> [Your instructions]: Work through the data line by line, gathering every line that has the word "body".

Start of Input

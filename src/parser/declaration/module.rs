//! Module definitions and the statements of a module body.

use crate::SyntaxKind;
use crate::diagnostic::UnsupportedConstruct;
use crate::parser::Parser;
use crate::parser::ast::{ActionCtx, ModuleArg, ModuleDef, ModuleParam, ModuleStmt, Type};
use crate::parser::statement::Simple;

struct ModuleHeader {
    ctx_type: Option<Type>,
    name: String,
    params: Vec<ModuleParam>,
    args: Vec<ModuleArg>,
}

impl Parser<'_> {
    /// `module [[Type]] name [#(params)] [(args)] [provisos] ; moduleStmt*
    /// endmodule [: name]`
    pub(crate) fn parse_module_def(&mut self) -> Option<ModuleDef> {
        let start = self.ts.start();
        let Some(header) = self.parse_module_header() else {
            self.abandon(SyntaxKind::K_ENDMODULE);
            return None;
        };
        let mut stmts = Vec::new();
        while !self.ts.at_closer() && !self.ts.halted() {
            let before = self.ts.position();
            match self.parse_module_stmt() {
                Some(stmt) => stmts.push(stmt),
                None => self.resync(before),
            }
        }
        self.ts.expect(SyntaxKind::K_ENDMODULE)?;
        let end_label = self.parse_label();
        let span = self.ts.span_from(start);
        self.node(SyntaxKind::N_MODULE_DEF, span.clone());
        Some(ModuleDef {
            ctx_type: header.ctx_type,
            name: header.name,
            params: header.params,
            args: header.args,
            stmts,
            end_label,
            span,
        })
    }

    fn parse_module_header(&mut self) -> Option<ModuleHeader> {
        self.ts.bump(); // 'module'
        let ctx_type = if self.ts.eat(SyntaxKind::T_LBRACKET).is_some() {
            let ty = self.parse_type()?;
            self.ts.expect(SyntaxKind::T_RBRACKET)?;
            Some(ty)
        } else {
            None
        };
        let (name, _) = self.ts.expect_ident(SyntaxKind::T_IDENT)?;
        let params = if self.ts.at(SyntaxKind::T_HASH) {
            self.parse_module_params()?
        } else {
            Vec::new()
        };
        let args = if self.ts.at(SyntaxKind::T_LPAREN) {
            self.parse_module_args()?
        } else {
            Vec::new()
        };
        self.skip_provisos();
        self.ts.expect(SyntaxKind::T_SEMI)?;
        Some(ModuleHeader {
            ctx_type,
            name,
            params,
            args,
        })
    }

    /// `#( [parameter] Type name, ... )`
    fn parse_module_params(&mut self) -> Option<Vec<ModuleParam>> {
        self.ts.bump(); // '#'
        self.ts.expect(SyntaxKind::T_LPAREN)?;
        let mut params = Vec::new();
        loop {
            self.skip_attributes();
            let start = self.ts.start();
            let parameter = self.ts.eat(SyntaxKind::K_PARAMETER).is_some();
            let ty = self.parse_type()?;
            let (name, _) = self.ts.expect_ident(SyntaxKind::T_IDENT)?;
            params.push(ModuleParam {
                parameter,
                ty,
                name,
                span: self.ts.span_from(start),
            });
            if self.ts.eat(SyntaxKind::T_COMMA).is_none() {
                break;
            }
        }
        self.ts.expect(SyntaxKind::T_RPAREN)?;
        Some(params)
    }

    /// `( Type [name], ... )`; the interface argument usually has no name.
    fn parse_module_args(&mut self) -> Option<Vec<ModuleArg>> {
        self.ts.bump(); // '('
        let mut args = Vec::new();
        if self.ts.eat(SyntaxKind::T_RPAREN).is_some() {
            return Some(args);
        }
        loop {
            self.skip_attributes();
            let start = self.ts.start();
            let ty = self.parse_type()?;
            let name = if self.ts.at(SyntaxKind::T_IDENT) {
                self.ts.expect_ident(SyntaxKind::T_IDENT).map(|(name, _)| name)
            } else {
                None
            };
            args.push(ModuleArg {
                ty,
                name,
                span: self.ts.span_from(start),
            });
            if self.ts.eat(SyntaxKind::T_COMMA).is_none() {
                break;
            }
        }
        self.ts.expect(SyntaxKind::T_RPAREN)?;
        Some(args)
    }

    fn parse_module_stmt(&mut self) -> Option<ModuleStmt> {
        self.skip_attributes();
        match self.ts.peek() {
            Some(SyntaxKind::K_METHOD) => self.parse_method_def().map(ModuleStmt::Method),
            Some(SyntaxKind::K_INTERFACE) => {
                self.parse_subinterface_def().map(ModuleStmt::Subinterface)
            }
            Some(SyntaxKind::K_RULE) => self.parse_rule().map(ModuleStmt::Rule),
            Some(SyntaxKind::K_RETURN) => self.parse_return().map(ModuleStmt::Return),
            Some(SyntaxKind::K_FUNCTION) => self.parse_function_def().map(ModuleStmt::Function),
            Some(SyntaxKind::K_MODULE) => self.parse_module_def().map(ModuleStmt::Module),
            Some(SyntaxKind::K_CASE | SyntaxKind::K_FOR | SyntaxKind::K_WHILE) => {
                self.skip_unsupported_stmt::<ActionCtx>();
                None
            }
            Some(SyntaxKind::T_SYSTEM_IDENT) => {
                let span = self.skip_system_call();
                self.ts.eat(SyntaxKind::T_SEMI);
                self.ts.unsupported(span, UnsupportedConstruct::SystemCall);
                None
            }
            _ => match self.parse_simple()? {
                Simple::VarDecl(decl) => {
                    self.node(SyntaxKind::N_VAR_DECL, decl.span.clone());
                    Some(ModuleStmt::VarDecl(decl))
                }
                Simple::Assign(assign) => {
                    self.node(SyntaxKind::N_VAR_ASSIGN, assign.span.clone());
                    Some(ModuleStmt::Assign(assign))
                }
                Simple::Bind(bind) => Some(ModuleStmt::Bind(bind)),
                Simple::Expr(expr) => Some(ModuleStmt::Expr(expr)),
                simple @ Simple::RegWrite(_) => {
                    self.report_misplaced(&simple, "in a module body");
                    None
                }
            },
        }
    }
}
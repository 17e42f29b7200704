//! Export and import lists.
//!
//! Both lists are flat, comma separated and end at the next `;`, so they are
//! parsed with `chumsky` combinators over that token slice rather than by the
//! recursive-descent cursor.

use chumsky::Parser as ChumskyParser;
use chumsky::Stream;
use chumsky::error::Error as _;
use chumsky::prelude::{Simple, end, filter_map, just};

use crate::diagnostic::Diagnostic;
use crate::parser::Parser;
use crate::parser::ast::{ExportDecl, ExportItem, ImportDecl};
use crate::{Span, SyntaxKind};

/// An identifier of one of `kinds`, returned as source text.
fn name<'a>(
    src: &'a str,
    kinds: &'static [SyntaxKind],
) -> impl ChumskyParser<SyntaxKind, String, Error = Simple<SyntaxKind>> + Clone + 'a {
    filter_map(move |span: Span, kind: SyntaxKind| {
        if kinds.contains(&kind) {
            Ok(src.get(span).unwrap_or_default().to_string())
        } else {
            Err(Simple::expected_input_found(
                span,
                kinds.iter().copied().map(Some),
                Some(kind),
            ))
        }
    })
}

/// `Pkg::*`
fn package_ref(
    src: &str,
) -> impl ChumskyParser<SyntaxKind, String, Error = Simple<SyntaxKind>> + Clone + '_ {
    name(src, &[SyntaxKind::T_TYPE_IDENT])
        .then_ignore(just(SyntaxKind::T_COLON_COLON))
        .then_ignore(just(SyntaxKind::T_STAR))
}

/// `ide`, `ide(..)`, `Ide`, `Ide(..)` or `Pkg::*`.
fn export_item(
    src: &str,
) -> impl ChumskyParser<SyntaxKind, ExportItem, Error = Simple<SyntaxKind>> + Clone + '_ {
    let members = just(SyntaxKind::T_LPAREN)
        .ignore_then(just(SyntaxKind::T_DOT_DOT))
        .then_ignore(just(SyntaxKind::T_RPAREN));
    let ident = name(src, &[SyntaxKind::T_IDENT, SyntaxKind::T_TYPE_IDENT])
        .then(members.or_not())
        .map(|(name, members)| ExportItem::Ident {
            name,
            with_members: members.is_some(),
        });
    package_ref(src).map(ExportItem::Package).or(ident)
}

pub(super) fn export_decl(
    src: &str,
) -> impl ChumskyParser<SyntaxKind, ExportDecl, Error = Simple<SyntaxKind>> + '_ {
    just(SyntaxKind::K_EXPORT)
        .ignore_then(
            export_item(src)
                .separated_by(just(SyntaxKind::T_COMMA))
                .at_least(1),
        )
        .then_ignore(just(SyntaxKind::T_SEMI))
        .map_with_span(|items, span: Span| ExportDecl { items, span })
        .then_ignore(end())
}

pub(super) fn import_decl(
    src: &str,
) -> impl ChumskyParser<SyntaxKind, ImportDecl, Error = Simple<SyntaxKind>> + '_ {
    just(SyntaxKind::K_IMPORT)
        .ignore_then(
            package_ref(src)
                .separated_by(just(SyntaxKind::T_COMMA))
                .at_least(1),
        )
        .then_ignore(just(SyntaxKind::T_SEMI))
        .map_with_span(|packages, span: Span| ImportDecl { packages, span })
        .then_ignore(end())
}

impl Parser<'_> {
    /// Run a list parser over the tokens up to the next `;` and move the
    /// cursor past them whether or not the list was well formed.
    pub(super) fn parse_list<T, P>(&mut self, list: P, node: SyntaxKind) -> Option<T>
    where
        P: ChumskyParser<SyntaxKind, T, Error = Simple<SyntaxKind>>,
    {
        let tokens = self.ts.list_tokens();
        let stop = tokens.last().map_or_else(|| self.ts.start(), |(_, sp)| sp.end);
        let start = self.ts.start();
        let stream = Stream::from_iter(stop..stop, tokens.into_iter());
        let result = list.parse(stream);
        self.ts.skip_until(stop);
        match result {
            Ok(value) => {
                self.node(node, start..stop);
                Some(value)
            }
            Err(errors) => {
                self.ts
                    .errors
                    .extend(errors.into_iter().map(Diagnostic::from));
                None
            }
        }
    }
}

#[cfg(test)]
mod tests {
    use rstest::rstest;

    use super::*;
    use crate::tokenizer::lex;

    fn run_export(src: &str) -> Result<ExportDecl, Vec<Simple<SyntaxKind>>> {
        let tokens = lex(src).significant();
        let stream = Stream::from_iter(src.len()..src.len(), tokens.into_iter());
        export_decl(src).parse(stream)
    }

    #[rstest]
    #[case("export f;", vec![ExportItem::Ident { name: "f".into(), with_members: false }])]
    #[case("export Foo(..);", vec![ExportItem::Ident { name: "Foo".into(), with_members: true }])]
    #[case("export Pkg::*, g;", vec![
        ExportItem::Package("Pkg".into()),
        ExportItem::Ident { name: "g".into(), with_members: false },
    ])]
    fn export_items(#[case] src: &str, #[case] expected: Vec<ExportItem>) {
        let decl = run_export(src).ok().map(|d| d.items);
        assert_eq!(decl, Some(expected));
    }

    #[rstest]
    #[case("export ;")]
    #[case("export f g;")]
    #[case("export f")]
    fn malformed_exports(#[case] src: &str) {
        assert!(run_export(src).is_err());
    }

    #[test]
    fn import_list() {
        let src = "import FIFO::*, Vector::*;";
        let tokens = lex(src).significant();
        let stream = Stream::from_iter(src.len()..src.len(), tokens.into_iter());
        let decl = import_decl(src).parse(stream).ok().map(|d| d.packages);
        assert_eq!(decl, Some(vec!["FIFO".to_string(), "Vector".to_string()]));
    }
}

End of Input

> [Written solution]:
//! Module definitions and the statements of a module body.
                    self.report_misplaced(&simple, "in a module body");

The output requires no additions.